## [Try it]
Wherever "HeaderValue" appears in a line of the records below, count that line, and report only the number.
----- Records shown
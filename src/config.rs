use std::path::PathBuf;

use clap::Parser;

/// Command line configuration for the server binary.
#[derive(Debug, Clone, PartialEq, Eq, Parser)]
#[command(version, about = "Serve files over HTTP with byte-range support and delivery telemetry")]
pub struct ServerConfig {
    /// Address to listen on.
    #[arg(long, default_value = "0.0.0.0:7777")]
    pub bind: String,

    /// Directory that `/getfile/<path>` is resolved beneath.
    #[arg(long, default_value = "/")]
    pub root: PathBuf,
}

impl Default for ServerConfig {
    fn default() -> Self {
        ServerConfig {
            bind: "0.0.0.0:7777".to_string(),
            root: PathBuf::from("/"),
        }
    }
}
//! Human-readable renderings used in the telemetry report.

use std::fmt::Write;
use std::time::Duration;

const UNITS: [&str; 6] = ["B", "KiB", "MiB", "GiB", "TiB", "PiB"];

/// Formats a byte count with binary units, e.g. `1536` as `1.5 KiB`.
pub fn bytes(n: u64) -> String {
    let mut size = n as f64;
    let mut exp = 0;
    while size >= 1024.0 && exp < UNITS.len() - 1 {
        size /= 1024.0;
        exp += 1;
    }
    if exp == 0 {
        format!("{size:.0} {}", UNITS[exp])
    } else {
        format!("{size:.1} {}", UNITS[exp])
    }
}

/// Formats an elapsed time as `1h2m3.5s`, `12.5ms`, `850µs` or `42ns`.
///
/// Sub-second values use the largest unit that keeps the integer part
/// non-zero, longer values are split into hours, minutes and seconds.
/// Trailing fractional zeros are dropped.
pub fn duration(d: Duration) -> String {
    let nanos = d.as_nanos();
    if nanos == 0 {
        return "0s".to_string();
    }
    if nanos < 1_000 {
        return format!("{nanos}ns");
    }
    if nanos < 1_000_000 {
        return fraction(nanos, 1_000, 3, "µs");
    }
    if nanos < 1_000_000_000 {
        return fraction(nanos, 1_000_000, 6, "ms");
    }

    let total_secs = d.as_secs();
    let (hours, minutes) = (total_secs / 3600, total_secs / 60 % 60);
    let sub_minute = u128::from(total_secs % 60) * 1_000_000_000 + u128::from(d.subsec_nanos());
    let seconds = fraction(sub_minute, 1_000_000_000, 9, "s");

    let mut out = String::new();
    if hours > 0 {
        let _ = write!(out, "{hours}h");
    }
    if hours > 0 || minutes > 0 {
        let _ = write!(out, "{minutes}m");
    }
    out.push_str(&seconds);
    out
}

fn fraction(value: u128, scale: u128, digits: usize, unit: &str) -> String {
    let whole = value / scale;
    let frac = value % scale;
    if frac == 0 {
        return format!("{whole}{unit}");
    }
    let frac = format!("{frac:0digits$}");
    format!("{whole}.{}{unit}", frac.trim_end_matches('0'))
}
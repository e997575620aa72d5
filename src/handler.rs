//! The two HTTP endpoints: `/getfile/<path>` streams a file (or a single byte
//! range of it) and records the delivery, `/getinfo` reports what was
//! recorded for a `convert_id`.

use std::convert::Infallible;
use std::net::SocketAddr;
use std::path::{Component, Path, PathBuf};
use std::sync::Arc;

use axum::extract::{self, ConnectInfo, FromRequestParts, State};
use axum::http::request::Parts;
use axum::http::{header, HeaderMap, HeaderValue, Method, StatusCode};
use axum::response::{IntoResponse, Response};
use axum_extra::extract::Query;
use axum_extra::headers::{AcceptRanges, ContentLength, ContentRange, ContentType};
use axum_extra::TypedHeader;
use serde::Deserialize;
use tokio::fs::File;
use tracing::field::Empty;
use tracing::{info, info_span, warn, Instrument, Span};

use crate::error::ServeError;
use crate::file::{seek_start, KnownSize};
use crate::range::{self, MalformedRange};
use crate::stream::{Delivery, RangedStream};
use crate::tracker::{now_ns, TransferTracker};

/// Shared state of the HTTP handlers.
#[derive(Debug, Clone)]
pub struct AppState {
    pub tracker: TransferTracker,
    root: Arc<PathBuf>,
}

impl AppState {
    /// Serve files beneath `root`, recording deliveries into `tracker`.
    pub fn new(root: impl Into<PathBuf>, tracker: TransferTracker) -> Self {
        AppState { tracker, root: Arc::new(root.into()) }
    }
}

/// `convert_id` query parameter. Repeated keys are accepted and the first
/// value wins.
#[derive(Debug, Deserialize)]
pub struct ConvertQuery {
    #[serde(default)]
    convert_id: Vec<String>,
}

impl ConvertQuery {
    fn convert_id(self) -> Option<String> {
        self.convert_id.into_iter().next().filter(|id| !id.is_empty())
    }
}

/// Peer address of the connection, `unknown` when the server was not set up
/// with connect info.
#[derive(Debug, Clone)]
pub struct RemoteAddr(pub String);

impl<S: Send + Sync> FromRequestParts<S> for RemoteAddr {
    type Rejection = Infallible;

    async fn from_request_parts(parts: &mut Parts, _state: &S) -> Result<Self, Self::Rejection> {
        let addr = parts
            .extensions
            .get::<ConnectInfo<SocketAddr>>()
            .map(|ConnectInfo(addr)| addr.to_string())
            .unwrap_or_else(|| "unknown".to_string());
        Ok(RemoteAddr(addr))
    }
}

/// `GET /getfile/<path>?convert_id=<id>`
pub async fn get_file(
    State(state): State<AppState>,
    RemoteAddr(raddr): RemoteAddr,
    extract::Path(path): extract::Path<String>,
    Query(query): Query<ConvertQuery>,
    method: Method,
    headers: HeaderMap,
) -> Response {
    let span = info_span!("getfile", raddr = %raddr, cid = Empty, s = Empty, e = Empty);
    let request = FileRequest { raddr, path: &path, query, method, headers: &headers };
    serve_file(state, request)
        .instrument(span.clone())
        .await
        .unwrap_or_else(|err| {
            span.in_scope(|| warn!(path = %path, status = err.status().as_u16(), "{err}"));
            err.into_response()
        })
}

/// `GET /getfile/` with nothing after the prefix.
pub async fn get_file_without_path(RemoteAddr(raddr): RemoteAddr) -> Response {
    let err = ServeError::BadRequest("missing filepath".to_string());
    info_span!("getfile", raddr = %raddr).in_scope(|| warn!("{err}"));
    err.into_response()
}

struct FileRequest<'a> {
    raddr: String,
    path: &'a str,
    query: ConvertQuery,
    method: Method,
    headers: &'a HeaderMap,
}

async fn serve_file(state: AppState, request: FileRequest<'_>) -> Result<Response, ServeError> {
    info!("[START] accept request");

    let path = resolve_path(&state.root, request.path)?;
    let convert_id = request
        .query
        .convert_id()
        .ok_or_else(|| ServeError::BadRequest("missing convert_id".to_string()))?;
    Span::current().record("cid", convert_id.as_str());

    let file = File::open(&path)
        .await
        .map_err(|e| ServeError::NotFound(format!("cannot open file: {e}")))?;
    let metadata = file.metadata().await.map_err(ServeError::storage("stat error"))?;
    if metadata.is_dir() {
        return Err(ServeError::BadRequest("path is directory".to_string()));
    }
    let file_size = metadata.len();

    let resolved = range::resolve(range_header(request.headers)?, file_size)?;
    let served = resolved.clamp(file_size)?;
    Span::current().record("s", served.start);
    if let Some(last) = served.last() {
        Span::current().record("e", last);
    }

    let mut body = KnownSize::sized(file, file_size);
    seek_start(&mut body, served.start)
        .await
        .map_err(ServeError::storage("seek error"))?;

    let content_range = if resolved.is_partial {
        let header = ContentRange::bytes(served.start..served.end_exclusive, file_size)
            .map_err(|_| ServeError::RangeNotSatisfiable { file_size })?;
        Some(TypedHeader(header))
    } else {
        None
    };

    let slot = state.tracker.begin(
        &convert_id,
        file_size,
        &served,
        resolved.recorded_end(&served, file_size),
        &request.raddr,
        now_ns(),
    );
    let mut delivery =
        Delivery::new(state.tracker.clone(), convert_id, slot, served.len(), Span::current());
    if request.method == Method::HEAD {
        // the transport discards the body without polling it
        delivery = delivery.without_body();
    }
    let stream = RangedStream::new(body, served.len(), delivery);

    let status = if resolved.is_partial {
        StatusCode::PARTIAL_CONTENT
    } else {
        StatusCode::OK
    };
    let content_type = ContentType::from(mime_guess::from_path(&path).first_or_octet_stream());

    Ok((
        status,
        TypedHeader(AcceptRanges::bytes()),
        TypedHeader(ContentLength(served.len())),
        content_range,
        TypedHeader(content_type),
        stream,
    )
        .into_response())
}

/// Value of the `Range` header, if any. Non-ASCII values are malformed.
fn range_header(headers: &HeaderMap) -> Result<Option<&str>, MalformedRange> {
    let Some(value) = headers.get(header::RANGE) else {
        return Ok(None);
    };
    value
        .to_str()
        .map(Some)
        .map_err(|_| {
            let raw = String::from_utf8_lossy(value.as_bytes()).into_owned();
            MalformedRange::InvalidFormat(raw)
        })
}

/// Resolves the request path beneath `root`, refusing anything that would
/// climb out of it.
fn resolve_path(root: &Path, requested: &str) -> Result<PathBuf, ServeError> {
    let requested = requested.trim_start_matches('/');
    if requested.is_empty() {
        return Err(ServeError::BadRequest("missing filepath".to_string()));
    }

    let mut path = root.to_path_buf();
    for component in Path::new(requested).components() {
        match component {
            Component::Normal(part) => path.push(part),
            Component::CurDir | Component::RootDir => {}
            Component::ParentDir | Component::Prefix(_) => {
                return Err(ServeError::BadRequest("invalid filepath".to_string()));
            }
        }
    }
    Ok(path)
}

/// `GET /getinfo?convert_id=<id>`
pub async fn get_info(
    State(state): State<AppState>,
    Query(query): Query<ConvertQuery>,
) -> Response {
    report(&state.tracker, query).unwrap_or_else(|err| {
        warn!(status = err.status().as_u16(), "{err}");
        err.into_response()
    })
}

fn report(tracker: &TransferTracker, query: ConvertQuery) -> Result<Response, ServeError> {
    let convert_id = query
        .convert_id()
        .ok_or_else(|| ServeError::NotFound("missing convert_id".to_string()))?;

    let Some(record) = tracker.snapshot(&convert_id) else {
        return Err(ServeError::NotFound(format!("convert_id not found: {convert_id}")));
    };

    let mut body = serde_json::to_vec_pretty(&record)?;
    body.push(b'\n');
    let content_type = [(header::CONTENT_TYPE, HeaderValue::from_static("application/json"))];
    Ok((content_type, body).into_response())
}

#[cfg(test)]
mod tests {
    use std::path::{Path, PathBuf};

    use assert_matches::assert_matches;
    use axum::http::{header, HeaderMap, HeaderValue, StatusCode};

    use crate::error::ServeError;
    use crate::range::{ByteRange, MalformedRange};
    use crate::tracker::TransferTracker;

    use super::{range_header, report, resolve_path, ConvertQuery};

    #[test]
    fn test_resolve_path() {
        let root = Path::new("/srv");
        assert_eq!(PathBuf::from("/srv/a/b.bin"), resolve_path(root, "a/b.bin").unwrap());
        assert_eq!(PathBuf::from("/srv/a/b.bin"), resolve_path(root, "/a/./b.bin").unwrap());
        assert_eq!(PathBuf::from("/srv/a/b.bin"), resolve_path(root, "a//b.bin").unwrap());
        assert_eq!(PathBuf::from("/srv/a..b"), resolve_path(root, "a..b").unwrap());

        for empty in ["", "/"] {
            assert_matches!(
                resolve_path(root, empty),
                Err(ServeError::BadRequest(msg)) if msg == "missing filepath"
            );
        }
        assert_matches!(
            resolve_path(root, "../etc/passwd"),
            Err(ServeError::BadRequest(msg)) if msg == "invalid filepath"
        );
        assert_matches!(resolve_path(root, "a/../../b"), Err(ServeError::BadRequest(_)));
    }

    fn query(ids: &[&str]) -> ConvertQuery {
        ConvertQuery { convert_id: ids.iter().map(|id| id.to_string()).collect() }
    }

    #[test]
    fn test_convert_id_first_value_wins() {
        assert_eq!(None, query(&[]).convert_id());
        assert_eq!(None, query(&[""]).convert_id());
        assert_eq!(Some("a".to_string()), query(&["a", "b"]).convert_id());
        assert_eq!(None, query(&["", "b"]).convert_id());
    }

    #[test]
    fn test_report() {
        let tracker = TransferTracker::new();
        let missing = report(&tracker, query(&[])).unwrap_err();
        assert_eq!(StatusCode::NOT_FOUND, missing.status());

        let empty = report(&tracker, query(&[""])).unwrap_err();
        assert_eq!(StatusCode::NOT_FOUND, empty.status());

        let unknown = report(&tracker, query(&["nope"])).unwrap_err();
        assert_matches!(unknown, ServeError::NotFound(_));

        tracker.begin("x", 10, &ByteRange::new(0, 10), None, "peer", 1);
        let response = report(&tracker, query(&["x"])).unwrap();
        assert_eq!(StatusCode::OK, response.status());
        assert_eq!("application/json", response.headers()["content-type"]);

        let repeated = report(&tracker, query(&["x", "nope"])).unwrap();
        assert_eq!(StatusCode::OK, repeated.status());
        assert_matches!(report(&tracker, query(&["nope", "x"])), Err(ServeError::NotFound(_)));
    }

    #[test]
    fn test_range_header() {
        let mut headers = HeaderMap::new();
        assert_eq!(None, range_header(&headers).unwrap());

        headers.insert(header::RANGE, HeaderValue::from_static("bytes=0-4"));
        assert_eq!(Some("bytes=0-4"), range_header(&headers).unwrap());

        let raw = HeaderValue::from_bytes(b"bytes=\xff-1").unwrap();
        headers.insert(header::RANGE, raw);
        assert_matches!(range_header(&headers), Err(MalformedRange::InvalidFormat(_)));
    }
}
----------
## [Result below]
5